SUSAN DENTZER: No and I want to make clear when I was using the phrase institution, it was the broad–
DR. PARDES: Okay, institutions in general. I think it was a wise move. It both incentivizes institutions to do research which is productive, because if it’s not productive, it doesn’t have a value. No resource will come back. And the institution has very–the institutions who do this have very precise rules for allocating those resources. Some of them are returned to the investigator. Some of them are returned to the department. The investigator works in some to the university, some to the school and the facilitate the academic process.
What has come out of it, in Columbia’s instance, for example, is the fact that one scientific experiment led to the development of TPA, which has offered us a possibility to interrupt coronaries in their early development and now strokes as well. And the second is ostensibly one of the best drugs for glaucoma.
So, a good result was had for the American public and I think it’s not unreasonable to offer the institutions to derive some benefit. All they’re doing is taking that money and plowing it back into more research, education and care. I think it’s a very helpful way of proceeding. The problem is, it doesn’t quite do enough. On the clinical side, there’s not enough of a resource there. At least, I don’t see yet where we are exploring it. But we have to find some way to get analogous revenues in there.

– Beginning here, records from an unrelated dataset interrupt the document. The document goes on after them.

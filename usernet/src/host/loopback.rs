//! A scripted in-memory host.
//!
//! Simulates the remote side of every host socket without touching the operating system. The
//! script is driven through the inspection methods: push bytes or datagrams as if a remote sent
//! them, finish a stream, queue an incoming connection on a listener, and read back whatever the
//! socket layer wrote.
//!
//! Asynchronous connects complete on the next readiness wait unless the destination was marked as
//! refusing (the connect then fails with `ECONNREFUSED`) or as stalled (it never completes).
use std::collections::{BTreeMap, VecDeque};
use std::io::{IoSlice, IoSliceMut};
use std::net::SocketAddr;

use super::{Connecting, Errno, Event, HostFd, Provider, Readiness, Registration, Shutdown};
use crate::addr::{Family, Kind};
use crate::time::Duration;

/// The simulated host.
#[derive(Debug, Default)]
pub struct Loopback {
    next_fd: i32,
    next_port: u16,
    sockets: BTreeMap<HostFd, Endpoint>,
    refused: Vec<SocketAddr>,
    stalled: Vec<SocketAddr>,
    closed: Vec<HostFd>,
    polls: usize,
}

/// Connection progress of a simulated socket.
#[derive(Clone, Copy, Debug, PartialEq, Eq)]
pub enum Progress {
    /// Created, neither connected nor listening.
    Idle,
    /// An asynchronous connect is pending.
    Connecting,
    /// Connected to `Endpoint::remote`.
    Connected,
    /// Listening for connections.
    Listening,
}

/// One simulated host socket and its remote.
#[derive(Debug)]
pub struct Endpoint {
    /// The family it was opened with.
    pub family: Family,
    /// The kind it was opened with.
    pub kind: Kind,
    /// Connection progress.
    pub progress: Progress,
    /// The bound local address.
    pub local: Option<SocketAddr>,
    /// The connected remote address.
    pub remote: Option<SocketAddr>,
    /// Bytes sent by the remote, not yet read.
    pub inbound: VecDeque<u8>,
    /// The remote finished sending.
    pub inbound_eof: bool,
    /// Out-of-band bytes sent by the remote.
    pub urgent_in: VecDeque<u8>,
    /// Bytes written by the socket layer.
    pub outbound: Vec<u8>,
    /// Out-of-band bytes written by the socket layer.
    pub urgent_out: Vec<u8>,
    /// Bytes the remote will still accept, `None` for unlimited.
    pub write_limit: Option<usize>,
    /// Datagrams from remotes, not yet received.
    pub datagrams_in: VecDeque<(SocketAddr, Vec<u8>)>,
    /// Datagrams sent by the socket layer.
    pub datagrams_out: Vec<(SocketAddr, Vec<u8>)>,
    /// Remotes waiting to be accepted.
    pub backlog: VecDeque<SocketAddr>,
    /// Fails the next read or write with this errno.
    pub hard_error: Option<Errno>,
    /// Reported once by `take_error`.
    pub pending_error: Option<Errno>,
    /// Directions shut down by the socket layer.
    pub shut_write: bool,
    /// See `shut_write`.
    pub shut_read: bool,
    /// The last type-of-service set.
    pub tos: Option<u8>,
}

impl Loopback {
    /// Create a host without sockets.
    pub fn new() -> Self {
        Loopback {
            next_fd: 3,
            next_port: 40000,
            ..Loopback::default()
        }
    }

    /// Connections to `addr` will be refused.
    pub fn refuse(&mut self, addr: SocketAddr) {
        self.refused.push(addr);
    }

    /// Connections to `addr` will never complete.
    pub fn stall(&mut self, addr: SocketAddr) {
        self.stalled.push(addr);
    }

    /// Inspect a socket.
    pub fn endpoint(&self, fd: HostFd) -> Option<&Endpoint> {
        self.sockets.get(&fd)
    }

    /// Modify a socket.
    pub fn endpoint_mut(&mut self, fd: HostFd) -> Option<&mut Endpoint> {
        self.sockets.get_mut(&fd)
    }

    /// Find the open socket connected or sending to a remote.
    pub fn find(&self, remote: SocketAddr) -> Option<HostFd> {
        self.sockets.iter()
            .find(|(_, ep)| ep.remote == Some(remote)
                || ep.datagrams_out.iter().any(|(to, _)| *to == remote))
            .map(|(fd, _)| *fd)
    }

    /// Check if a handle is open.
    pub fn is_open(&self, fd: HostFd) -> bool {
        self.sockets.contains_key(&fd)
    }

    /// The number of open handles.
    pub fn open_count(&self) -> usize {
        self.sockets.len()
    }

    /// All handles closed so far, in order.
    pub fn closed(&self) -> &[HostFd] {
        &self.closed
    }

    /// The number of readiness waits performed.
    pub fn polls(&self) -> usize {
        self.polls
    }

    /// The remote sends bytes on a stream.
    pub fn push(&mut self, fd: HostFd, data: &[u8]) {
        if let Some(ep) = self.sockets.get_mut(&fd) {
            ep.inbound.extend(data);
        }
    }

    /// The remote sends out-of-band bytes on a stream.
    pub fn push_urgent(&mut self, fd: HostFd, data: &[u8]) {
        if let Some(ep) = self.sockets.get_mut(&fd) {
            ep.urgent_in.extend(data);
        }
    }

    /// The remote closes its sending direction.
    pub fn finish(&mut self, fd: HostFd) {
        if let Some(ep) = self.sockets.get_mut(&fd) {
            ep.inbound_eof = true;
        }
    }

    /// A remote sends a datagram.
    pub fn push_datagram(&mut self, fd: HostFd, from: SocketAddr, data: &[u8]) {
        if let Some(ep) = self.sockets.get_mut(&fd) {
            ep.datagrams_in.push_back((from, data.to_vec()));
        }
    }

    /// A remote connects to a listener.
    pub fn incoming(&mut self, listener: HostFd, from: SocketAddr) {
        if let Some(ep) = self.sockets.get_mut(&listener) {
            ep.backlog.push_back(from);
        }
    }

    fn ephemeral(&mut self, family: Family) -> SocketAddr {
        let port = self.next_port;
        self.next_port = self.next_port.wrapping_add(1).max(40000);
        SocketAddr::new(family.unspecified(), port)
    }

    fn get(&mut self, fd: HostFd) -> Result<&mut Endpoint, Errno> {
        self.sockets.get_mut(&fd).ok_or(Errno(libc::EBADF))
    }

    fn readiness(ep: &Endpoint) -> Readiness {
        let stream_readable = match ep.progress {
            Progress::Connected => !ep.inbound.is_empty() || ep.inbound_eof,
            Progress::Listening => !ep.backlog.is_empty(),
            _ => false,
        };

        let writable = match ep.progress {
            Progress::Connecting => ep.pending_error.is_some(),
            Progress::Connected => ep.kind == Kind::Stream
                && !ep.shut_write
                && ep.write_limit != Some(0),
            Progress::Idle => ep.kind != Kind::Stream,
            Progress::Listening => false,
        };

        Readiness {
            readable: stream_readable || !ep.datagrams_in.is_empty() || ep.hard_error.is_some(),
            writable,
            urgent: !ep.urgent_in.is_empty(),
            error: ep.hard_error.is_some() || ep.pending_error.is_some(),
        }
    }
}

impl Endpoint {
    fn new(family: Family, kind: Kind) -> Self {
        Endpoint {
            family,
            kind,
            progress: Progress::Idle,
            local: None,
            remote: None,
            inbound: VecDeque::new(),
            inbound_eof: false,
            urgent_in: VecDeque::new(),
            outbound: Vec::new(),
            urgent_out: Vec::new(),
            write_limit: None,
            datagrams_in: VecDeque::new(),
            datagrams_out: Vec::new(),
            backlog: VecDeque::new(),
            hard_error: None,
            pending_error: None,
            shut_write: false,
            shut_read: false,
            tos: None,
        }
    }

    fn take_hard_error(&mut self) -> Result<(), Errno> {
        match self.hard_error.take() {
            Some(err) => Err(err),
            None => Ok(()),
        }
    }
}

impl Provider for Loopback {
    fn open(&mut self, family: Family, kind: Kind) -> Result<HostFd, Errno> {
        let fd = HostFd(self.next_fd);
        self.next_fd += 1;
        self.sockets.insert(fd, Endpoint::new(family, kind));
        Ok(fd)
    }

    fn connect(&mut self, fd: HostFd, addr: SocketAddr) -> Result<Connecting, Errno> {
        let local = self.ephemeral(Family::of(&addr));
        let refused = self.refused.contains(&addr);
        let ep = self.get(fd)?;
        if ep.progress != Progress::Idle {
            return Err(Errno(libc::EISCONN));
        }

        ep.local = Some(local);
        ep.remote = Some(addr);
        ep.progress = Progress::Connecting;
        if refused {
            ep.pending_error = Some(Errno(libc::ECONNREFUSED));
        }
        Ok(Connecting::InProgress)
    }

    fn take_error(&mut self, fd: HostFd) -> Result<Option<Errno>, Errno> {
        Ok(self.get(fd)?.pending_error.take())
    }

    fn listen(&mut self, fd: HostFd, addr: SocketAddr) -> Result<SocketAddr, Errno> {
        let bound = if addr.port() == 0 {
            let mut ephemeral = self.ephemeral(Family::of(&addr));
            ephemeral.set_ip(addr.ip());
            ephemeral
        } else {
            addr
        };

        let taken = self.sockets.values()
            .any(|ep| ep.progress == Progress::Listening && ep.local == Some(bound));
        if taken {
            return Err(Errno(libc::EADDRINUSE));
        }

        let ep = self.get(fd)?;
        ep.local = Some(bound);
        ep.progress = Progress::Listening;
        Ok(bound)
    }

    fn accept(&mut self, fd: HostFd) -> Result<(HostFd, SocketAddr), Errno> {
        let listener = self.get(fd)?;
        let (family, local) = (listener.family, listener.local);
        let remote = listener.backlog.pop_front().ok_or(Errno(libc::EAGAIN))?;

        let conn = self.open(family, Kind::Stream)?;
        let ep = self.get(conn)?;
        ep.local = local;
        ep.remote = Some(remote);
        ep.progress = Progress::Connected;
        Ok((conn, remote))
    }

    fn local_addr(&mut self, fd: HostFd) -> Result<SocketAddr, Errno> {
        let ep = self.get(fd)?;
        let family = ep.family;
        Ok(ep.local.unwrap_or_else(|| SocketAddr::new(family.unspecified(), 0)))
    }

    fn set_tos(&mut self, fd: HostFd, tos: u8) -> Result<(), Errno> {
        self.get(fd)?.tos = Some(tos);
        Ok(())
    }

    fn read(&mut self, fd: HostFd, bufs: &mut [IoSliceMut<'_>]) -> Result<usize, Errno> {
        let ep = self.get(fd)?;
        ep.take_hard_error()?;
        if ep.progress != Progress::Connected {
            return Err(Errno(libc::ENOTCONN));
        }
        if ep.inbound.is_empty() {
            return if ep.inbound_eof || ep.shut_read {
                Ok(0)
            } else {
                Err(Errno(libc::EAGAIN))
            };
        }

        let mut count = 0;
        for buf in bufs.iter_mut() {
            let take = buf.len().min(ep.inbound.len());
            for (slot, byte) in buf[..take].iter_mut().zip(ep.inbound.drain(..take)) {
                *slot = byte;
            }
            count += take;
        }
        Ok(count)
    }

    fn read_urgent(&mut self, fd: HostFd, buf: &mut [u8]) -> Result<usize, Errno> {
        let ep = self.get(fd)?;
        if ep.urgent_in.is_empty() {
            return Err(Errno(libc::EINVAL));
        }
        let take = buf.len().min(ep.urgent_in.len());
        for (slot, byte) in buf[..take].iter_mut().zip(ep.urgent_in.drain(..take)) {
            *slot = byte;
        }
        Ok(take)
    }

    fn write(&mut self, fd: HostFd, bufs: &[IoSlice<'_>]) -> Result<usize, Errno> {
        let ep = self.get(fd)?;
        ep.take_hard_error()?;
        match ep.progress {
            Progress::Connected => (),
            Progress::Connecting => return Err(Errno(libc::EAGAIN)),
            _ => return Err(Errno(libc::ENOTCONN)),
        }
        if ep.shut_write {
            return Err(Errno(libc::EPIPE));
        }

        let mut limit = ep.write_limit.unwrap_or(usize::MAX);
        if limit == 0 {
            return Err(Errno(libc::EAGAIN));
        }

        let mut count = 0;
        for buf in bufs {
            let take = buf.len().min(limit);
            ep.outbound.extend_from_slice(&buf[..take]);
            limit -= take;
            count += take;
        }
        if let Some(remaining) = ep.write_limit.as_mut() {
            *remaining -= count;
        }
        Ok(count)
    }

    fn write_urgent(&mut self, fd: HostFd, buf: &[u8]) -> Result<usize, Errno> {
        let ep = self.get(fd)?;
        if ep.progress != Progress::Connected {
            return Err(Errno(libc::ENOTCONN));
        }
        ep.urgent_out.extend_from_slice(buf);
        Ok(buf.len())
    }

    fn shutdown(&mut self, fd: HostFd, how: Shutdown) -> Result<(), Errno> {
        let ep = self.get(fd)?;
        match how {
            Shutdown::Write => ep.shut_write = true,
            Shutdown::Read => ep.shut_read = true,
            Shutdown::Both => {
                ep.shut_write = true;
                ep.shut_read = true;
            },
        }
        Ok(())
    }

    fn send_to(&mut self, fd: HostFd, buf: &[u8], addr: SocketAddr) -> Result<usize, Errno> {
        let local = self.ephemeral(Family::of(&addr));
        let ep = self.get(fd)?;
        ep.take_hard_error()?;
        ep.local.get_or_insert(local);
        ep.datagrams_out.push((addr, buf.to_vec()));
        Ok(buf.len())
    }

    fn recv_from(&mut self, fd: HostFd, buf: &mut [u8]) -> Result<(usize, SocketAddr), Errno> {
        let ep = self.get(fd)?;
        ep.take_hard_error()?;
        let (from, data) = ep.datagrams_in.pop_front().ok_or(Errno(libc::EAGAIN))?;
        // Excess bytes of a datagram are discarded, as with a real socket.
        let take = buf.len().min(data.len());
        buf[..take].copy_from_slice(&data[..take]);
        Ok((take, from))
    }

    fn close(&mut self, fd: HostFd) {
        if self.sockets.remove(&fd).is_some() {
            self.closed.push(fd);
        }
    }

    fn poll(
        &mut self,
        registrations: &[Registration],
        events: &mut Vec<Event>,
        _: Option<Duration>,
    ) -> Result<(), Errno> {
        self.polls += 1;
        events.clear();

        // Pending connects are answered by the remote between two waits.
        let stalled = &self.stalled;
        for ep in self.sockets.values_mut() {
            let answered = ep.remote.map_or(false, |remote| !stalled.contains(&remote));
            if ep.progress == Progress::Connecting && ep.pending_error.is_none() && answered {
                ep.progress = Progress::Connected;
            }
        }

        for reg in registrations {
            let ep = match self.sockets.get(&reg.fd) {
                Some(ep) => ep,
                None => continue,
            };

            let ready = Loopback::readiness(ep);
            let readiness = Readiness {
                readable: ready.readable && reg.interest.readable,
                writable: ready.writable && reg.interest.writable,
                urgent: ready.urgent && reg.interest.urgent,
                error: ready.error,
            };

            if readiness != Readiness::default() {
                events.push(Event { token: reg.token, readiness });
            }
        }

        Ok(())
    }
}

SUSAN DENTZER: Where do you think this nation will come out five, ten years from now, as it continues to look at the issue of the importance of funding academic health centers? Do you think that we will stumble our way to the type of solution [unintelligible] has been talking about now for the better part of a decade, an all payer trust fund? How do you think we will grope our way through this?
DR. PARDES: I think if you were a betting person that you would probably answer in the affirmative to what you said; that we will probably incrementally get to something like that. I believe that the nation is going to face another crisis which will come about because managed care has found the savings it can find easily. It figure it was start to see a rise in premiums and the question will be raised again, what do we do about the health care system.

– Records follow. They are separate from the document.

//! Relaying through real host sockets on the loopback interface.
use std::io::{Read, Write};
use std::net::{SocketAddr, TcpListener, UdpSocket};

use usernet::host::sys::System;
use usernet::socket::QueueClass;
use usernet::storage::Segments;
use usernet::time::Duration;
use usernet::{Config, Egress, Engine, FlowTuple, GuestPacket, Protocol, Segment, Signal, SocketKey};

const GUEST: &str = "10.0.2.15:41000";
const WAIT: Duration = Duration::from_millis(50);
const ROUNDS: usize = 100;

#[derive(Default)]
struct Guest {
    received: Vec<u8>,
    datagrams: Vec<(SocketAddr, Vec<u8>)>,
    signals: Vec<Signal>,
}

impl Egress for Guest {
    fn deliver(&mut self, _: SocketKey, _: QueueClass, data: Segments<'_>) -> usize {
        self.received.extend(data.to_vec());
        data.total()
    }

    fn datagram(&mut self, _: SocketKey, _: QueueClass, from: SocketAddr, payload: &[u8]) {
        self.datagrams.push((from, payload.to_vec()));
    }

    fn notify(&mut self, _: SocketKey, signal: Signal) {
        self.signals.push(signal);
    }
}

fn guest_addr() -> SocketAddr {
    GUEST.parse().unwrap()
}

fn poll_until(engine: &mut Engine<System>, guest: &mut Guest, done: impl Fn(&Guest) -> bool) {
    for _ in 0..ROUNDS {
        if done(guest) {
            return;
        }
        engine.poll(Some(WAIT), guest).expect("Readiness wait failed");
    }
    assert!(done(guest), "Condition not reached after {} rounds", ROUNDS);
}

#[test]
fn stream() {
    let listener = TcpListener::bind("127.0.0.1:0").expect("Could not bind a listener");
    let remote = listener.local_addr().unwrap();
    let provider = System::new().expect("Could not create host provider");
    let mut engine: Engine<System> = Engine::new(provider, Config::default());
    let mut guest = Guest::default();

    let tuple = FlowTuple::new(Protocol::Tcp, guest_addr(), remote);
    let key = engine.input(GuestPacket { tuple, tos: 0, segment: Segment::Syn }, &mut guest)
        .expect("Could not open the stream")
        .key();
    poll_until(&mut engine, &mut guest, |guest| guest.signals.contains(&Signal::Connected));

    let (mut server, _) = listener.accept().expect("Connection not accepted");
    server.set_read_timeout(Some(std::time::Duration::from_secs(5))).unwrap();

    engine.input(GuestPacket { tuple, tos: 0, segment: Segment::Data(b"hello") }, &mut guest)
        .expect("Guest data not taken");
    let mut greeting = [0; 5];
    server.read_exact(&mut greeting).expect("Guest data never arrived");
    assert_eq!(&greeting, b"hello");

    server.write_all(b"world").unwrap();
    drop(server);
    poll_until(&mut engine, &mut guest, |guest| guest.signals.contains(&Signal::Fin));
    assert_eq!(guest.received, b"world");

    engine.input(GuestPacket { tuple, tos: 0, segment: Segment::Fin }, &mut guest)
        .expect("Guest close not taken");
    assert!(engine.socket(key).is_none());
    assert_eq!(guest.signals.last(), Some(&Signal::Closed));
}

#[test]
fn datagram() {
    let server = UdpSocket::bind("127.0.0.1:0").expect("Could not bind a socket");
    server.set_read_timeout(Some(std::time::Duration::from_secs(5))).unwrap();
    let remote = server.local_addr().unwrap();
    let provider = System::new().expect("Could not create host provider");
    let mut engine: Engine<System> = Engine::new(provider, Config::default());
    let mut guest = Guest::default();

    let tuple = FlowTuple::new(Protocol::Udp, guest_addr(), remote);
    engine.input(GuestPacket { tuple, tos: 0, segment: Segment::Datagram(b"ping") }, &mut guest)
        .expect("Could not send the datagram");

    let mut buf = [0; 16];
    let (len, from) = server.recv_from(&mut buf).expect("Datagram never arrived");
    assert_eq!(&buf[..len], b"ping");
    server.send_to(b"pong", from).unwrap();

    poll_until(&mut engine, &mut guest, |guest| !guest.datagrams.is_empty());
    assert_eq!(guest.datagrams, [(remote, b"pong".to_vec())]);
}

#[test]
fn refused() {
    // Bind and drop to find a port nobody listens on.
    let remote = TcpListener::bind("127.0.0.1:0").unwrap().local_addr().unwrap();
    let provider = System::new().expect("Could not create host provider");
    let mut engine: Engine<System> = Engine::new(provider, Config::default());
    let mut guest = Guest::default();

    let tuple = FlowTuple::new(Protocol::Tcp, guest_addr(), remote);
    match engine.input(GuestPacket { tuple, tos: 0, segment: Segment::Syn }, &mut guest) {
        Ok(_) => poll_until(&mut engine, &mut guest, |guest| !guest.signals.is_empty()),
        // Refused synchronously.
        Err(err) => assert!(err.is_flow_fatal()),
    }

    assert!(matches!(guest.signals.as_slice(), [Signal::ConnectFailed(_)]));
    assert!(engine.table().is_empty());
}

I think that’s already in there to some degree. Will we come around to some solution such as Senator Moynihan? I hope so and I will tell you, I will do everything I can to try to see that that happens, but I can’t assure it. And I’ll tell you why I feel that way.

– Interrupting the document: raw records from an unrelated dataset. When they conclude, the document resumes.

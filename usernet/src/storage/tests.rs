use super::{Full, SocketBuffer};

#[test]
fn write_and_read() {
    let mut buffer = SocketBuffer::new(8);
    assert_eq!(buffer.write(b"hello"), 5);
    assert_eq!(buffer.len(), 5);
    assert_eq!(buffer.window(), 3);

    let mut out = [0; 8];
    assert_eq!(buffer.read(&mut out), 5);
    assert_eq!(&out[..5], b"hello");
    assert!(buffer.is_empty());
}

#[test]
fn partial_write_truncates() {
    let mut buffer = SocketBuffer::new(4);
    assert_eq!(buffer.write(b"abcdef"), 4);
    assert!(buffer.is_full());
    assert_eq!(buffer.write(b"g"), 0);
    assert_eq!(buffer.len(), 4);
}

#[test]
fn try_write_is_all_or_nothing() {
    let mut buffer = SocketBuffer::new(4);
    buffer.try_write(b"abc").unwrap();
    assert_eq!(buffer.try_write(b"de"), Err(Full { available: 1 }));
    assert_eq!(buffer.segments().to_vec(), b"abc");

    buffer.try_write(b"d").unwrap();
    assert_eq!(buffer.try_write(b"e"), Err(Full { available: 0 }));
    assert_eq!(buffer.segments().to_vec(), b"abcd");
}

#[test]
fn wrapping_segments() {
    let mut buffer = SocketBuffer::new(8);
    buffer.write(b"012345");
    assert_eq!(buffer.consume(4), 4);
    buffer.write(b"6789ab");

    let segments = buffer.segments();
    assert_eq!(segments.count(), 2);
    assert_eq!(segments.total(), 8);
    assert_eq!(segments.to_vec(), b"456789ab");

    let head = segments.truncate(5);
    assert_eq!(head.to_vec(), b"45678");
}

#[test]
fn unfilled_regions_cover_window() {
    let mut buffer = SocketBuffer::new(8);
    buffer.write(b"0123456");
    buffer.consume(5);

    let (first, second) = buffer.unfilled_mut();
    assert_eq!(first.len() + second.len(), 6);
    first.copy_from_slice(b"7");
    second[..2].copy_from_slice(b"89");
    assert_eq!(buffer.commit(3), 3);
    assert_eq!(buffer.segments().to_vec(), b"56789");
}

#[test]
fn consume_clamps() {
    let mut buffer = SocketBuffer::new(4);
    buffer.write(b"ab");
    assert_eq!(buffer.consume(10), 2);
    assert_eq!(buffer.len(), 0);
    assert_eq!(buffer.commit(10), 4);
    assert_eq!(buffer.len(), 4);
}

/// Drive the ring with a deterministic pseudo-random mix of operations and check the length stays
/// within bounds and the contents match a simple model.
#[test]
fn bounded_under_arbitrary_sequences() {
    let mut buffer = SocketBuffer::new(13);
    let mut model = std::collections::VecDeque::new();
    let mut state = 0x2545_f491u32;
    let mut next = move || {
        state ^= state << 13;
        state ^= state >> 17;
        state ^= state << 5;
        state
    };

    for round in 0..2000 {
        let amount = (next() % 9) as usize;
        if next() % 2 == 0 {
            let data: Vec<u8> = (0..amount).map(|i| (round + i) as u8).collect();
            let taken = buffer.write(&data);
            model.extend(&data[..taken]);
        } else {
            let mut out = vec![0; amount];
            let read = buffer.read(&mut out);
            let expected: Vec<u8> = model.drain(..read).collect();
            assert_eq!(&out[..read], &expected[..]);
        }

        assert!(buffer.len() <= buffer.capacity());
        assert_eq!(buffer.len(), model.len());
    }
}

#[test]
fn zero_capacity() {
    let mut buffer = SocketBuffer::new(0);
    assert_eq!(buffer.write(b"x"), 0);
    assert_eq!(buffer.try_write(b""), Ok(()));
    assert_eq!(buffer.segments().count(), 0);
    let (first, second) = buffer.unfilled_mut();
    assert!(first.is_empty() && second.is_empty());
}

This is the field in which I’ve lived for my entire professional life. There’s something enormously attractive about being of even the slightest help to relieving pain in people, finding better answers to disease and developing fine health care practitioners. I think it’s an extraordinary mission. I think it’s one of the greatest successes of this country.
And at the end of the day when you figure out what you have done with your life, to have said you have advanced this cause, as far as I’m concerned, is as noble an achievement as one can have. I don’t demean any other professions or fields, but if one as a result can diminish the pain and increase the function of individuals in this country and divert from people’s lives and experiences the extraordinary negative aspects of illness and its devastating effects, that’s terrific.
We happen to do it sensationally. What I’m trying to do is see that we sustain ourselves at that level and while I wish I could tell you we will definitely find the kinds of economic solutions to allow us to do that, I can’t be sure. I can only be sure that I and many of my colleagues will be taking every effort we can to try to make it happen.
SUSAN DENTZER: Great, thank you. That was great.